映画や読書の感想で「刺さった」という表現がある。なにかが刺されば痛みを伴う。ひとは痛みを嫌悪する。科学的には痛みは身体的に危険な状況のウォーニング。嫌悪すべき痛みは「知恵」をもたらす。そう考えれば、「芸術」とは心地よくさせるデパートのショーケースではなく、「ひとを痛みで進歩させるもの」と言える。
JOKERをハリウッドテンプレで作ればサイコ・スリラーになったろう。あの映画はぼくにとって抜けない刺でありおそらく一生ついて回る問いになった。
その問いを言葉で説明しようとするとどれも上滑りで置いた言葉になってしまう。この問いはシェアする内容ではなく自分ひとりが孤独に抱え込む闇だ。それは自分の大きな荷物かと思っていたけど、本書を読んで孤独に問えることって幸せなことなのかもと思った。
テレビでも映画でも政治の世界でも「断言する人間」って苦手だ。彼彼女らが断言するのは相手に考えさせたくないから。
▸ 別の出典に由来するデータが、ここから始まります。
//! Per-kind node identifier allocation.

use crate::device::DeviceType;
use crate::error::{Error, Result};

/// First counter value handed out for every device kind.
pub const ID_BASE: u64 = 1;

/// Issues `host_1`, `host_2`, `l2sw1`, ... for newly placed devices.
///
/// One counter per device kind. Counters start at [`ID_BASE`] and never move
/// backwards, so ids are unique for the lifetime of the allocator.
#[derive(Debug, Clone)]
pub struct IdentifierAllocator {
    next: [u64; DeviceType::COUNT],
}

impl Default for IdentifierAllocator {
    fn default() -> Self {
        Self::new()
    }
}

impl IdentifierAllocator {
    /// Create an allocator with every counter at the base.
    pub fn new() -> Self {
        Self {
            next: [ID_BASE; DeviceType::COUNT],
        }
    }

    /// Allocate the next id for `kind`.
    ///
    /// Fails once the counter can no longer advance, so an id is never
    /// handed out twice.
    pub fn next_id(&mut self, kind: DeviceType) -> Result<String> {
        let slot = &mut self.next[kind.index()];
        let n = *slot;
        *slot = n.checked_add(1).ok_or(Error::IdsExhausted(kind))?;
        Ok(format!("{}{}", kind.id_prefix(), n))
    }

    /// Counter value the next call to [`next_id`](Self::next_id) will use.
    pub fn peek(&self, kind: DeviceType) -> u64 {
        self.next[kind.index()]
    }

    /// Account for an id that already exists in a loaded topology.
    ///
    /// Ids with an unknown prefix, a non-numeric suffix or a suffix at the
    /// top of the counter range are ignored. The last can never be issued
    /// by [`next_id`](Self::next_id), so it cannot collide.
    pub fn observe(&mut self, id: &str) {
        for kind in DeviceType::ALL {
            let Some(suffix) = id.strip_prefix(kind.id_prefix()) else {
                continue;
            };
            let Some(next) = suffix.parse::<u64>().ok().and_then(|n| n.checked_add(1)) else {
                continue;
            };
            let slot = &mut self.next[kind.index()];
            *slot = (*slot).max(next);
        }
    }

    /// Build an allocator that will never re-issue any of `ids`.
    pub fn resuming<'a>(ids: impl IntoIterator<Item = &'a str>) -> Self {
        let mut alloc = Self::new();
        for id in ids {
            alloc.observe(id);
        }
        alloc
    }
}
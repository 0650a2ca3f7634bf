//! Error types for netplay-topology.

use thiserror::Error;

use crate::device::DeviceType;

/// Result type for topology operations.
pub type Result<T> = std::result::Result<T, Error>;

/// Errors that can occur while building a topology.
#[derive(Debug, Error)]
pub enum Error {
    /// The palette sent a device name we do not know.
    #[error("unknown device type: {0}")]
    UnknownDevice(String),

    /// A node with this id is already in the store.
    #[error("duplicate node id: {0}")]
    DuplicateNode(String),

    /// No node with this id.
    #[error("node not found: {0}")]
    NodeNotFound(String),

    /// The id counter of this device kind cannot advance any further.
    #[error("no {0} ids left")]
    IdsExhausted(DeviceType),
}
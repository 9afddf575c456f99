//! Ports implemented by the infrastructure layer

mod repositories;

pub use repositories::{MemberRepository, RepoResult};
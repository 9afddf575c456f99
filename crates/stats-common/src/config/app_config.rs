//! Application configuration structs
//!
//! Loads configuration from environment variables (and a `.env` file if present).

use serde::Deserialize;
use std::env;

/// Main application configuration
#[derive(Debug, Clone, Deserialize)]
pub struct AppConfig {
    pub app: AppSettings,
    pub api: ServerConfig,
    pub database: DatabaseConfig,
    pub slack: SlackConfig,
    pub reconciler: ReconcilerSettings,
}

/// General application settings
#[derive(Debug, Clone, Deserialize)]
pub struct AppSettings {
    #[serde(default = "default_app_name")]
    pub name: String,
    #[serde(default = "default_env")]
    pub env: Environment,
}

/// Environment type
#[derive(Debug, Clone, Copy, PartialEq, Eq, Deserialize, Default)]
#[serde(rename_all = "lowercase")]
pub enum Environment {
    #[default]
    Development,
    Staging,
    Production,
}

impl Environment {
    #[must_use]
    pub fn is_production(&self) -> bool {
        matches!(self, Self::Production)
    }

    fn parse(s: &str) -> Option<Self> {
        match s.to_lowercase().as_str() {
            "production" => Some(Self::Production),
            "staging" => Some(Self::Staging),
            "development" => Some(Self::Development),
            _ => None,
        }
    }
}

/// HTTP server configuration
#[derive(Debug, Clone, Deserialize)]
pub struct ServerConfig {
    #[serde(default = "default_host")]
    pub host: String,
    pub port: u16,
}

impl ServerConfig {
    #[must_use]
    pub fn address(&self) -> String {
        format!("{}:{}", self.host, self.port)
    }
}

/// Database configuration
#[derive(Debug, Clone, Deserialize)]
pub struct DatabaseConfig {
    pub url: String,
    #[serde(default = "default_max_connections")]
    pub max_connections: u32,
    #[serde(default = "default_min_connections")]
    pub min_connections: u32,
}

/// Slack workspace credentials and report destination
#[derive(Clone, Deserialize)]
pub struct SlackConfig {
    /// Verifies inbound Events API requests when set
    #[serde(default)]
    pub signing_secret: Option<String>,
    pub bot_token: String,
    pub channel_id: String,
    #[serde(default = "default_slack_api_base")]
    pub api_base: String,
}

impl std::fmt::Debug for SlackConfig {
    fn fmt(&self, f: &mut std::fmt::Formatter<'_>) -> std::fmt::Result {
        f.debug_struct("SlackConfig")
            .field("signing_secret", &self.signing_secret.as_ref().map(|_| "***"))
            .field("bot_token", &"***")
            .field("channel_id", &self.channel_id)
            .field("api_base", &self.api_base)
            .finish()
    }
}

/// Reaction filtering settings
#[derive(Debug, Clone, Deserialize)]
pub struct ReconcilerSettings {
    /// Identities whose items never collect counts
    #[serde(default = "default_reserved_identities")]
    pub reserved_identities: Vec<String>,
}

impl Default for ReconcilerSettings {
    fn default() -> Self {
        Self {
            reserved_identities: default_reserved_identities(),
        }
    }
}

// Default value functions
fn default_app_name() -> String {
    "reaction-stats".to_string()
}

fn default_env() -> Environment {
    Environment::Development
}

fn default_host() -> String {
    "127.0.0.1".to_string()
}

fn default_max_connections() -> u32 {
    10
}

fn default_min_connections() -> u32 {
    1
}

fn default_slack_api_base() -> String {
    "https://slack.com/api".to_string()
}

fn default_reserved_identities() -> Vec<String> {
    vec![stats_core::SLACKBOT_IDENTITY.to_string()]
}

impl AppConfig {
    /// Load configuration from environment variables
    ///
    /// # Errors
    /// Returns an error if required environment variables are missing
    pub fn from_env() -> Result<Self, ConfigError> {
        // Load .env file if present (ignore errors if not found)
        let _ = dotenvy::dotenv();

        Self::from_lookup(|key| env::var(key).ok())
    }

    /// Build configuration from an arbitrary variable source
    pub fn from_lookup<F>(lookup: F) -> Result<Self, ConfigError>
    where
        F: Fn(&str) -> Option<String>,
    {
        let required = |key: &'static str| lookup(key).ok_or(ConfigError::MissingVar(key));
        let parsed = |key: &'static str| -> Result<Option<u32>, ConfigError> {
            lookup(key)
                .map(|raw| {
                    raw.parse()
                        .map_err(|_| ConfigError::InvalidValue(key, raw.clone()))
                })
                .transpose()
        };

        let env = match lookup("APP_ENV") {
            Some(raw) => {
                Environment::parse(&raw).ok_or(ConfigError::InvalidValue("APP_ENV", raw))?
            }
            None => default_env(),
        };

        let port_raw = required("API_PORT")?;
        let port = port_raw
            .parse()
            .map_err(|_| ConfigError::InvalidValue("API_PORT", port_raw.clone()))?;

        let reserved_identities = lookup("STATS_RESERVED_IDENTITIES")
            .map(|s| {
                s.split(',')
                    .map(str::trim)
                    .filter(|s| !s.is_empty())
                    .map(String::from)
                    .collect()
            })
            .unwrap_or_else(default_reserved_identities);

        Ok(Self {
            app: AppSettings {
                name: lookup("APP_NAME").unwrap_or_else(default_app_name),
                env,
            },
            api: ServerConfig {
                host: lookup("API_HOST").unwrap_or_else(default_host),
                port,
            },
            database: DatabaseConfig {
                url: required("DATABASE_URL")?,
                max_connections: parsed("DATABASE_MAX_CONNECTIONS")?
                    .unwrap_or_else(default_max_connections),
                min_connections: parsed("DATABASE_MIN_CONNECTIONS")?
                    .unwrap_or_else(default_min_connections),
            },
            slack: SlackConfig {
                signing_secret: lookup("SLACK_SIGNING_SECRET").filter(|s| !s.is_empty()),
                bot_token: required("SLACK_BOT_TOKEN")?,
                channel_id: required("SLACK_CHANNEL_ID")?,
                api_base: lookup("SLACK_API_BASE").unwrap_or_else(default_slack_api_base),
            },
            reconciler: ReconcilerSettings {
                reserved_identities,
            },
        })
    }
}

/// Configuration errors
#[derive(Debug, thiserror::Error)]
pub enum ConfigError {
    #[error("Missing required environment variable: {0}")]
    MissingVar(&'static str),

    #[error("Invalid value for {0}: {1}")]
    InvalidValue(&'static str, String),
}
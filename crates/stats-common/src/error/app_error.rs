//! Application error types
//!
//! Unified error handling for the entire application.

use serde::Serialize;
use stats_core::DomainError;

/// Application-wide error type
///
/// Everything that can end a request or stop startup funnels through here.
#[derive(Debug, thiserror::Error)]
pub enum AppError {
    #[error("Validation error: {0}")]
    Validation(String),

    #[error(transparent)]
    Domain(#[from] DomainError),

    /// Pool creation or migration failure
    #[error("Database error: {0}")]
    Database(String),

    /// The chat platform refused or never answered
    #[error("External service error: {0}")]
    ExternalService(String),

    #[error("Configuration error: {0}")]
    Config(String),

    #[error("Internal server error")]
    Internal(#[source] anyhow::Error),
}

impl AppError {
    /// Get HTTP status code for this error
    #[must_use]
    pub fn status_code(&self) -> u16 {
        match self {
            Self::Validation(_) => 400,
            Self::Domain(e) => Self::status_code_for(e),
            Self::ExternalService(_) => 502,
            Self::Database(_) | Self::Config(_) | Self::Internal(_) => 500,
        }
    }

    /// HTTP status code for a bare domain error
    ///
    /// Shared with the service and HTTP layers so every path agrees.
    #[must_use]
    pub fn status_code_for(err: &DomainError) -> u16 {
        if err.is_not_found() {
            404
        } else if err.is_validation() {
            400
        } else if err.is_conflict() {
            409
        } else {
            500
        }
    }

    /// Get error code for API responses
    #[must_use]
    pub fn error_code(&self) -> &'static str {
        match self {
            Self::Validation(_) => "VALIDATION_ERROR",
            Self::Domain(e) => e.code(),
            Self::Database(_) => "DATABASE_ERROR",
            Self::ExternalService(_) => "EXTERNAL_SERVICE_ERROR",
            Self::Config(_) => "CONFIG_ERROR",
            Self::Internal(_) => "INTERNAL_ERROR",
        }
    }

    /// Whether the detail must stay out of response bodies
    #[must_use]
    pub fn is_server_error(&self) -> bool {
        self.status_code() >= 500
    }

    /// Create an internal error from any error
    pub fn internal(err: impl Into<anyhow::Error>) -> Self {
        Self::Internal(err.into())
    }
}

/// Error response structure for API responses
///
/// Server errors carry a generic message; internal detail stays in the logs.
#[derive(Debug, Serialize)]
pub struct ErrorResponse {
    pub code: String,
    pub message: String,
    #[serde(skip_serializing_if = "Option::is_none")]
    pub details: Option<serde_json::Value>,
}

impl From<&AppError> for ErrorResponse {
    fn from(err: &AppError) -> Self {
        let message = if err.is_server_error() {
            "Internal server error".to_string()
        } else {
            err.to_string()
        };
        Self {
            code: err.error_code().to_string(),
            message,
            details: None,
        }
    }
}

impl From<AppError> for ErrorResponse {
    fn from(err: AppError) -> Self {
        Self::from(&err)
    }
}

/// Result type alias for application operations
pub type AppResult<T> = Result<T, AppError>;
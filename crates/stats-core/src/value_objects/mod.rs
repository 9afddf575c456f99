//! Value objects - immutable domain primitives

mod period;

pub use period::Period;
//! Domain error types

mod domain_error;

pub use domain_error::DomainError;
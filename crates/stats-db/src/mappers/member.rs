//! Member model -> entity mapper

use stats_core::entities::Member;
use stats_core::error::DomainError;
use stats_core::value_objects::Period;

use crate::models::MemberModel;

/// A stored `period_key` that no longer parses means the row was written by
/// something other than this crate.
impl TryFrom<MemberModel> for Member {
    type Error = DomainError;

    fn try_from(model: MemberModel) -> Result<Self, Self::Error> {
        let period = Period::parse(&model.period_key).map_err(|_| {
            DomainError::DatabaseError(format!(
                "member {} has malformed period_key {:?}",
                model.id, model.period_key
            ))
        })?;

        Ok(Member {
            id: model.id,
            identity: model.identity,
            period,
            received_likes: model.received_likes,
            received_dislikes: model.received_dislikes,
            created_at: model.created_at,
            updated_at: model.updated_at,
        })
    }
}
相手の考える時間を空虚な言葉で埋めて消し去りたいから。
孤独とは自分に問える時間があること。そして同時にその結果に自分で責任を取ることと言える。

おそらく現代のコミュニケーションに欠けているのは共感力ではなく、孤独感、言い換えれば距離感なのかもしれない。自ら完結せずしてひとの事を思いやることは出来ない。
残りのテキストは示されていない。